-- Your assignment --
Return each line of the material below exactly. Begin at the first and end on the line with "runs it once".

-- Data supplied --
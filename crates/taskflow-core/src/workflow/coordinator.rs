//! Workflow coordinator: owns one workflow run end to end.
//!
//! A `WorkflowCoordinator` turns a `WorkflowConfig` into a validated
//! [`TaskGraph`], runs it once through the [`GraphExecutor`] with the
//! caller-supplied executor (normally a [`TaskDispatcher`]), and keeps the
//! resulting `WorkflowExecution`. Status, progress and visualization can be
//! read from other tasks while the run is in flight.
//!
//! Coordinators are independent values: several can run concurrently in one
//! process without sharing any state.

use std::path::{Path, PathBuf};
use std::sync::Arc;

use taskflow_types::event::ExecutionEvent;
use taskflow_types::execution::{ExecutionStatus, WorkflowExecution, WorkflowProgress};
use taskflow_types::visualization::WorkflowVisualization;
use taskflow_types::workflow::WorkflowConfig;
use tokio::sync::{RwLock, broadcast};
use tokio_util::sync::CancellationToken;

use crate::event::EventBus;
use crate::task::{TaskDispatcher, TaskExecutor};

use super::definition::{WorkflowError, validate_config};
use super::executor::{ExecutorConfig, GraphExecutor};
use super::graph::{GraphError, TaskGraph};
use super::retry::{Sleeper, TokioSleeper};

/// Build a validated graph from a workflow config.
///
/// Tasks are added in declaration order, so every dependency must be
/// declared before the task that uses it.
pub fn build_graph(config: &WorkflowConfig) -> Result<TaskGraph, GraphError> {
    let mut graph = TaskGraph::new();
    for task in &config.tasks {
        graph.add_task(task.clone())?;
    }
    graph.validate()?;
    Ok(graph)
}

/// Coordinates a single run of one workflow.
pub struct WorkflowCoordinator<E = TaskDispatcher> {
    config: WorkflowConfig,
    graph: Arc<RwLock<TaskGraph>>,
    dispatcher: Arc<E>,
    event_bus: EventBus,
    sleeper: Arc<dyn Sleeper>,
    cancel: CancellationToken,
    execution: RwLock<Option<WorkflowExecution>>,
}

impl<E: TaskExecutor + 'static> WorkflowCoordinator<E> {
    /// Validate `config`, build its graph and wire the executor.
    ///
    /// Fails before anything runs if the config is malformed, references an
    /// unknown dependency, or contains a cycle.
    pub fn build(config: WorkflowConfig, dispatcher: E) -> Result<Self, WorkflowError> {
        validate_config(&config)?;
        let graph = build_graph(&config)?;
        tracing::debug!(
            workflow_id = config.workflow_id.as_str(),
            tasks = graph.len(),
            "workflow graph built"
        );
        Ok(Self {
            config,
            graph: Arc::new(RwLock::new(graph)),
            dispatcher: Arc::new(dispatcher),
            event_bus: EventBus::default(),
            sleeper: Arc::new(TokioSleeper),
            cancel: CancellationToken::new(),
            execution: RwLock::new(None),
        })
    }

    /// Publish lifecycle events on `bus` instead of a private bus.
    pub fn with_event_bus(mut self, bus: EventBus) -> Self {
        self.event_bus = bus;
        self
    }

    /// Replace the sleeper used for retry backoff.
    pub fn with_sleeper(mut self, sleeper: Arc<dyn Sleeper>) -> Self {
        self.sleeper = sleeper;
        self
    }

    /// Override the workflow's `max_parallel_tasks`.
    pub fn with_max_parallel(mut self, max_parallel: usize) -> Self {
        self.config.max_parallel_tasks = max_parallel;
        self
    }

    pub fn config(&self) -> &WorkflowConfig {
        &self.config
    }

    pub fn workflow_id(&self) -> &str {
        &self.config.workflow_id
    }

    /// Shared handle to the graph, for read-only snapshots.
    pub fn graph(&self) -> Arc<RwLock<TaskGraph>> {
        Arc::clone(&self.graph)
    }

    pub fn dispatcher(&self) -> &E {
        &self.dispatcher
    }

    /// Run the workflow to completion.
    ///
    /// A coordinator runs at most once; a second call fails with
    /// [`WorkflowError::AlreadyExecuted`]. Task failures do not produce an
    /// `Err`: they are reflected in the returned execution's status.
    #[tracing::instrument(
        name = "workflow_run",
        skip_all,
        fields(workflow_id = %self.config.workflow_id)
    )]
    pub async fn run(&self) -> Result<WorkflowExecution, WorkflowError> {
        let tasks_total = self.graph.read().await.len();
        let execution_id = {
            let mut slot = self.execution.write().await;
            if slot.is_some() {
                return Err(WorkflowError::AlreadyExecuted(self.config.workflow_id.clone()));
            }
            let execution = WorkflowExecution::start(self.config.workflow_id.clone(), tasks_total);
            let id = execution.execution_id;
            *slot = Some(execution);
            id
        };

        tracing::info!(
            execution_id = %execution_id,
            tasks_total,
            max_parallel = self.config.max_parallel_tasks,
            failure_strategy = %self.config.failure_strategy,
            "workflow started"
        );
        self.event_bus.publish(ExecutionEvent::WorkflowStarted {
            execution_id,
            workflow_id: self.config.workflow_id.clone(),
            tasks_total,
        });

        let outcome = match GraphExecutor::new(
            ExecutorConfig::from_workflow(&self.config),
            self.event_bus.clone(),
        ) {
            Ok(executor) => {
                executor
                    .with_sleeper(Arc::clone(&self.sleeper))
                    .execute(execution_id, &self.graph, Arc::clone(&self.dispatcher), &self.cancel)
                    .await
            }
            Err(e) => Err(e),
        };

        let mut slot = self.execution.write().await;
        let Some(execution) = slot.as_mut() else {
            return Err(WorkflowError::NoExecution(self.config.workflow_id.clone()));
        };

        match outcome {
            Ok(report) => {
                execution.finish(report.results, report.unresolved, report.cancelled);
            }
            Err(e) => {
                tracing::error!(execution_id = %execution_id, error = %e, "workflow aborted");
                execution.finish(Vec::new(), Vec::new(), false);
                execution.status = ExecutionStatus::Failed;
                return Err(e.into());
            }
        }

        let duration_ms = execution
            .duration()
            .map(|d| d.as_millis() as u64)
            .unwrap_or_default();
        tracing::info!(
            execution_id = %execution_id,
            status = %execution.status,
            tasks_completed = execution.tasks_completed,
            tasks_failed = execution.tasks_failed,
            unresolved = execution.unresolved_tasks.len(),
            duration_ms,
            "workflow finished"
        );
        self.event_bus.publish(ExecutionEvent::WorkflowFinished {
            execution_id,
            status: execution.status,
            tasks_completed: execution.tasks_completed,
            tasks_failed: execution.tasks_failed,
            duration_ms,
        });

        Ok(execution.clone())
    }

    /// Snapshot of the current or last execution, `None` before `run`.
    ///
    /// While the run is in flight the completed/failed counts are taken
    /// live from the graph.
    pub async fn status(&self) -> Option<WorkflowExecution> {
        let mut snapshot = self.execution.read().await.clone()?;
        if snapshot.status == ExecutionStatus::Running {
            let progress = self.progress().await;
            snapshot.tasks_completed = progress.completed;
            snapshot.tasks_failed = progress.failed;
        }
        Some(snapshot)
    }

    /// Live task counters taken from the graph.
    pub async fn progress(&self) -> WorkflowProgress {
        let graph = self.graph.read().await;
        WorkflowProgress::from_statuses(graph.tasks().map(|task| task.status))
    }

    /// Graph snapshot with critical path and execution levels.
    pub async fn visualize(&self) -> Result<WorkflowVisualization, WorkflowError> {
        let graph = self.graph.read().await;
        Ok(WorkflowVisualization {
            graph: graph.visualize(),
            critical_path: graph.critical_path()?,
            execution_order: graph.execution_order()?,
        })
    }

    /// Write `<workflow_id>-execution.json` and
    /// `<workflow_id>-visualization.json` into `dir`, creating it if needed.
    ///
    /// Returns the two paths written.
    pub async fn export(&self, dir: &Path) -> Result<(PathBuf, PathBuf), WorkflowError> {
        let execution = self
            .status()
            .await
            .ok_or_else(|| WorkflowError::NoExecution(self.config.workflow_id.clone()))?;
        let visualization = self.visualize().await?;

        tokio::fs::create_dir_all(dir).await?;
        let execution_path = dir.join(format!("{}-execution.json", self.config.workflow_id));
        let visualization_path = dir.join(format!("{}-visualization.json", self.config.workflow_id));

        let execution_json = serde_json::to_string_pretty(&execution)
            .map_err(|e| WorkflowError::Serialize(e.to_string()))?;
        let visualization_json = serde_json::to_string_pretty(&visualization)
            .map_err(|e| WorkflowError::Serialize(e.to_string()))?;
        tokio::fs::write(&execution_path, execution_json).await?;
        tokio::fs::write(&visualization_path, visualization_json).await?;

        tracing::info!(
            workflow_id = self.config.workflow_id.as_str(),
            dir = %dir.display(),
            "execution exported"
        );
        Ok((execution_path, visualization_path))
    }

    /// Stop scheduling new tasks. Running tasks finish; pending ones are
    /// marked cancelled.
    pub fn cancel(&self) {
        tracing::info!(workflow_id = self.config.workflow_id.as_str(), "cancel requested");
        self.cancel.cancel();
    }

    pub fn cancellation_token(&self) -> CancellationToken {
        self.cancel.clone()
    }

    /// Receive lifecycle events of this coordinator's run.
    pub fn subscribe(&self) -> broadcast::Receiver<ExecutionEvent> {
        self.event_bus.subscribe()
    }
}

impl<E> std::fmt::Debug for WorkflowCoordinator<E> {
    fn fmt(&self, f: &mut std::fmt::Formatter<'_>) -> std::fmt::Result {
        f.debug_struct("WorkflowCoordinator")
            .field("workflow_id", &self.config.workflow_id)
            .field("tasks", &self.config.tasks.len())
            .finish_non_exhaustive()
    }
}

// ---------------------------------------------------------------------------
// Tests
// ---------------------------------------------------------------------------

-- Answer to this problem --
filename crates/taskflow-core/src/workflow/coordinator.rs
//! Workflow coordinator: owns one workflow run end to end.
//!
//! A `WorkflowCoordinator` turns a `WorkflowConfig` into a validated
//! [`TaskGraph`], runs it once through the [`GraphExecutor`] with the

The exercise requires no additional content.